MARTIGNY  ( Suisse – Valais )  -  Jusqu’au 21 novembre 2010

 

Je le dis d’emblée : de Staël et moi c’est une aussi vieille que profonde histoire..

J’aI vu  trois fois en deux jours  son exposition en 2003 à Beaubourg, et en 1994 je suis allé trois fois à l’Hotel de Ville de Paris pour des rétrospectives de grande envergure.

J’ai  il y a peu rôdé aux abords des remparts d’Antibes, suis allé dans son atelier , vu le décor du saut dans le vide qu’il a fait  ; j’ai tenté de décrypter son visage à travers les photos de lui qui traînent peu partout dans les expositions et les livres  ( exactement comme si jamais personne, après sa mort, ne s’était résolu à en opérer le rangement ou le tri)  ,  j’ai lu un peu, mais pas la biographie qui parle d’ un  Prince Foudroyé car je n’aime pas ce titre qui sent l’appât bien ficelé de l’éditeur mais il y avait aussi d’autres raisons,

 

J’aime Martigny, porte du col  des Alpes qui a vu passer Hannibal ( le vrai )  il n’y a pas si longtemps ; on y sent encore les éléphants et le spectacle hallucinant des pachidermes africains dans la neige ou si près.
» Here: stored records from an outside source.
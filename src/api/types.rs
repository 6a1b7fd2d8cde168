//! Request and response records

use crate::session::{Account, Aspsp};
use chrono::{DateTime, NaiveDate, Utc};
use serde::{Deserialize, Serialize};
use std::collections::HashMap;

/// Request to start a bank authorization flow
#[derive(Debug, Clone, PartialEq, Serialize, Deserialize)]
pub struct AuthorizationRequest {
    /// Bank identifier
    pub aspsp: String,
    /// Country code (ISO 2-letter)
    pub country: String,
    /// Where the end-user is redirected after consenting
    pub redirect_uri: String,
    /// Opaque state echoed back on the redirect
    #[serde(skip_serializing_if = "Option::is_none")]
    pub state: Option<String>,
    /// End-user identifier known to the bank
    #[serde(skip_serializing_if = "Option::is_none")]
    pub psu_id: Option<String>,
}

/// Upstream acknowledgement of a started authorization
#[derive(Debug, Clone, PartialEq, Serialize, Deserialize)]
pub struct AuthorizationStarted {
    /// Authorization id to redeem once the user consents
    pub authorization_id: String,
    /// URL the end-user must visit to consent
    pub auth_url: String,
    /// When the pending authorization expires
    pub expires_at: DateTime<Utc>,
    /// Echo of the request state, if any
    #[serde(default)]
    pub state: Option<String>,
}

/// Request to redeem an authorization code for a session
#[derive(Debug, Clone, PartialEq, Serialize, Deserialize)]
pub struct SessionRequest {
    /// Authorization code from the consent redirect
    pub code: String,
    /// State from the consent redirect
    #[serde(skip_serializing_if = "Option::is_none")]
    pub state: Option<String>,
}

/// Upstream view of a redeemed session
#[derive(Debug, Clone, PartialEq, Serialize, Deserialize)]
pub struct SessionResponse {
    /// Upstream session id
    pub session_id: String,
    /// Authorization the session was created from
    pub authorization_id: String,
    /// Raw end-user identifier as known upstream
    pub psu_id: String,
    /// Accounts the end-user granted access to
    #[serde(default)]
    pub accounts: Vec<Account>,
    /// The bank the session is authorized against
    pub aspsp: Aspsp,
    /// When the upstream session expires
    #[serde(default)]
    pub expires_at: Option<DateTime<Utc>>,
}

/// Registered application details
#[derive(Debug, Clone, PartialEq, Serialize, Deserialize)]
pub struct ApplicationInfo {
    /// Application id
    pub application_id: String,
    /// Display name
    pub name: String,
    /// Registration status
    pub status: String,
    /// When the application was registered
    #[serde(default)]
    pub created_at: Option<DateTime<Utc>>,
    /// Granted API permissions
    #[serde(default)]
    pub permissions: Vec<String>,
}

/// A monetary amount
#[derive(Debug, Clone, PartialEq, Serialize, Deserialize)]
pub struct Amount {
    /// Decimal value carried as a string to preserve precision
    pub value: String,
    /// Currency code
    pub currency: String,
}

/// One balance figure for an account
#[derive(Debug, Clone, PartialEq, Serialize, Deserialize)]
pub struct Balance {
    /// Balance type (e.g. "closingBooked", "interimAvailable")
    pub balance_type: String,
    /// The balance amount
    pub amount: Amount,
    /// Date the balance refers to
    #[serde(default)]
    pub reference_date: Option<NaiveDate>,
    /// When the balance last changed
    #[serde(default)]
    pub last_change_date: Option<DateTime<Utc>>,
}

/// Balances reported for one account
#[derive(Debug, Clone, PartialEq, Serialize, Deserialize)]
pub struct BalanceReport {
    /// Account the balances belong to
    pub account_uid: String,
    /// Reported balances
    #[serde(default)]
    pub balances: Vec<Balance>,
    /// When the report was produced
    #[serde(default)]
    pub updated_at: Option<DateTime<Utc>>,
}

/// One booked or pending transaction
#[derive(Debug, Clone, PartialEq, Serialize, Deserialize)]
pub struct Transaction {
    /// Transaction id
    pub transaction_id: String,
    /// End-to-end reference
    #[serde(default)]
    pub end_to_end_id: Option<String>,
    /// Booking date
    #[serde(default)]
    pub booking_date: Option<NaiveDate>,
    /// Value date
    #[serde(default)]
    pub value_date: Option<NaiveDate>,
    /// Signed transaction amount
    pub transaction_amount: Amount,
    /// Creditor name
    #[serde(default)]
    pub creditor_name: Option<String>,
    /// Debtor name
    #[serde(default)]
    pub debtor_name: Option<String>,
    /// Unstructured remittance text
    #[serde(default)]
    pub remittance_information: Option<Vec<String>>,
    /// Booking status ("BOOK" or "PDNG")
    #[serde(default)]
    pub booking_status: Option<String>,
}

/// One page of transactions for an account
#[derive(Debug, Clone, PartialEq, Serialize, Deserialize)]
pub struct TransactionPage {
    /// Account the transactions belong to
    pub account_uid: String,
    /// Transactions in this page
    #[serde(default)]
    pub transactions: Vec<Transaction>,
    /// Total matching transactions, when the upstream reports it
    #[serde(default)]
    pub total_count: Option<u64>,
    /// Whether more pages exist
    #[serde(default)]
    pub has_more: bool,
    /// Offset of the next page, when more pages exist
    #[serde(default)]
    pub next_offset: Option<u64>,
}

/// Filter and pagination controls for a transaction query
#[derive(Debug, Clone, Default, PartialEq)]
pub struct TransactionFilter {
    /// Earliest booking date, inclusive
    pub date_from: Option<NaiveDate>,
    /// Latest booking date, inclusive
    pub date_to: Option<NaiveDate>,
    /// Page size
    pub limit: Option<u32>,
    /// Page offset
    pub offset: Option<u32>,
    /// Restrict to "BOOK" or "PDNG" entries
    pub booking_status: Option<String>,
}

impl TransactionFilter {
    /// Create an empty filter
    pub fn new() -> Self {
        Self::default()
    }

    /// Restrict to transactions booked on or after `date`
    #[must_use]
    pub fn from_date(mut self, date: NaiveDate) -> Self {
        self.date_from = Some(date);
        self
    }

    /// Restrict to transactions booked on or before `date`
    #[must_use]
    pub fn to_date(mut self, date: NaiveDate) -> Self {
        self.date_to = Some(date);
        self
    }

    /// Set the page size
    #[must_use]
    pub fn limit(mut self, limit: u32) -> Self {
        self.limit = Some(limit);
        self
    }

    /// Set the page offset
    #[must_use]
    pub fn offset(mut self, offset: u32) -> Self {
        self.offset = Some(offset);
        self
    }

    /// Restrict to one booking status
    #[must_use]
    pub fn booking_status(mut self, status: impl Into<String>) -> Self {
        self.booking_status = Some(status.into());
        self
    }

    /// Render the filter as query parameters, omitting unset fields
    pub fn to_query_params(&self) -> HashMap<String, String> {
        let mut params = HashMap::new();
        if let Some(date) = self.date_from {
            params.insert("date_from".to_string(), date.format("%Y-%m-%d").to_string());
        }
        if let Some(date) = self.date_to {
            params.insert("date_to".to_string(), date.format("%Y-%m-%d").to_string());
        }
        if let Some(limit) = self.limit {
            params.insert("limit".to_string(), limit.to_string());
        }
        if let Some(offset) = self.offset {
            params.insert("offset".to_string(), offset.to_string());
        }
        if let Some(status) = &self.booking_status {
            params.insert("booking_status".to_string(), status.clone());
        }
        params
    }
}
//! Session data records

use chrono::{DateTime, Utc};
use serde::{Deserialize, Serialize};
use serde_json::Value;
use sha2::{Digest, Sha256};
use std::collections::{HashMap, HashSet};
use uuid::Uuid;

/// Length of the truncated PSU id hash.
// TODO: revisit whether 16 hex chars is enough collision resistance once the
// expected user population is known.
const PSU_HASH_LEN: usize = 16;

/// One-way hash of the raw end-user identifier.
///
/// The raw identifier is never persisted anywhere; only this digest is.
pub fn hash_psu_id(raw_psu_id: &str) -> String {
    let digest = Sha256::digest(raw_psu_id.as_bytes());
    let hex = format!("{digest:x}");
    hex[..PSU_HASH_LEN].to_string()
}

/// A bank account the end-user authorized access to
#[derive(Debug, Clone, PartialEq, Serialize, Deserialize)]
pub struct Account {
    /// Unique identifier within a session
    pub uid: String,
    /// Account IBAN
    pub iban: Option<String>,
    /// Account name/description
    pub name: String,
    /// Currency code
    pub currency: String,
    /// Type of account
    pub account_type: Option<String>,
    /// Account status
    pub status: Option<String>,
}

/// Account Servicing Payment Service Provider (bank) descriptor
#[derive(Debug, Clone, PartialEq, Serialize, Deserialize)]
pub struct Aspsp {
    /// Bank name
    pub name: String,
    /// Country code (ISO 2-letter)
    pub country: String,
    /// Bank BIC code
    pub bic: Option<String>,
    /// Bank logo URL
    pub logo_url: Option<String>,
}

/// A bounded-lifetime grant of access to a set of bank accounts
#[derive(Debug, Clone, PartialEq, Serialize, Deserialize)]
pub struct Session {
    /// Unique session id
    pub session_id: String,
    /// Authorization id issued by the remote API
    pub authorization_id: String,
    /// Truncated one-way hash of the PSU identifier
    pub psu_id_hash: String,
    /// Authorized accounts (unique by uid)
    pub accounts: Vec<Account>,
    /// The bank this session is authorized against
    pub aspsp: Aspsp,
    /// When the session expires
    pub expires_at: DateTime<Utc>,
    /// When the session was created
    pub created_at: DateTime<Utc>,
    /// Last time the session was read
    pub last_accessed: DateTime<Utc>,
    /// Free-form metadata
    #[serde(default)]
    pub metadata: HashMap<String, Value>,
}

impl Session {
    /// Construct a fully-populated session.
    ///
    /// Accounts are deduplicated by uid, keeping the first occurrence.
    pub fn new(
        authorization_id: impl Into<String>,
        psu_id_hash: impl Into<String>,
        aspsp: Aspsp,
        accounts: Vec<Account>,
        expires_at: DateTime<Utc>,
        metadata: HashMap<String, Value>,
    ) -> Self {
        let now = Utc::now();
        let mut seen = HashSet::new();
        let accounts = accounts
            .into_iter()
            .filter(|account| seen.insert(account.uid.clone()))
            .collect();

        Self {
            session_id: Uuid::new_v4().to_string(),
            authorization_id: authorization_id.into(),
            psu_id_hash: psu_id_hash.into(),
            accounts,
            aspsp,
            expires_at,
            created_at: now,
            last_accessed: now,
            metadata,
        }
    }

    /// Whether the session has passed its expiry
    pub fn is_expired(&self) -> bool {
        Utc::now() >= self.expires_at
    }

    /// Seconds until expiry, zero if already expired
    pub fn time_until_expiry(&self) -> u64 {
        (self.expires_at - Utc::now()).num_seconds().max(0) as u64
    }

    /// Update the last-accessed timestamp
    pub fn refresh_last_accessed(&mut self) {
        self.last_accessed = Utc::now();
    }

    /// Look up an authorized account by uid
    pub fn account(&self, account_uid: &str) -> Option<&Account> {
        self.accounts.iter().find(|a| a.uid == account_uid)
    }

    /// Attach an account, ignoring duplicates by uid
    pub fn add_account(&mut self, account: Account) {
        if self.account(&account.uid).is_none() {
            self.accounts.push(account);
        }
    }
}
J’aime la Fondation  Gianadda car c’est un lieu mal fichu, une architecture imbuvable ( on dirait aujourd’hui   incertaine  ou  improbable ), un batiment ostensiblement ( je veux dire : avec ostentation )construit   sur un site gaulois devenu romain, dont  les vestiges sont particulièrement bien visibles puisque le batiment qui accueille concerts et expositions est construit sur et autour de l’atrium qui reste le cœur de la construction. Mais j’aime la Fondation car elle a le chic de mettre sur pied des expositions qui sont des modéles que le monde entier doit envier : les pièces viennent des quatre coins du monde, et surtout  sortent comme par magie des collections privées ( il doit exister peu de collectionneurs qui résistent à une demande de prêt venant de la Fondation Gianadda…) si bien que chaque exposition est un événement, un véritable événement que chaque année attendent , nombreux, les amateurs de peinture  et  de sculpture …Braque, Modigliani, Moore, j’en passe, allez voir le site…

 

Tout ceci pour dire que je suis peu suspect si je vais écrire les lignes qui suivent.

 

J’aime, évidemment et de manière inconditionnelle, et de Staël, et la Fondation Gianadda, et le lieu, et il faudrait des pages que je n’écrirai pas ici, pour bien dire  qui est de Staël pour moi et le rôle tout à fait déterminant qu’il a joué dans la décision que j’ai prise , après des décades d’hésitations, à enfin presser  les tubes de peinture à l’huile et faire sortir la pâte..

 

Vous entrez donc à la Fondation, et en passant à la caisse, vous avez la vision d’un espace largement troué en son centre par l’atrium où restent en permanence les chaises standard destinées aux concerts réguliers, bien cadrées  à l’intérieur des  vestiges de murets de l’atrium.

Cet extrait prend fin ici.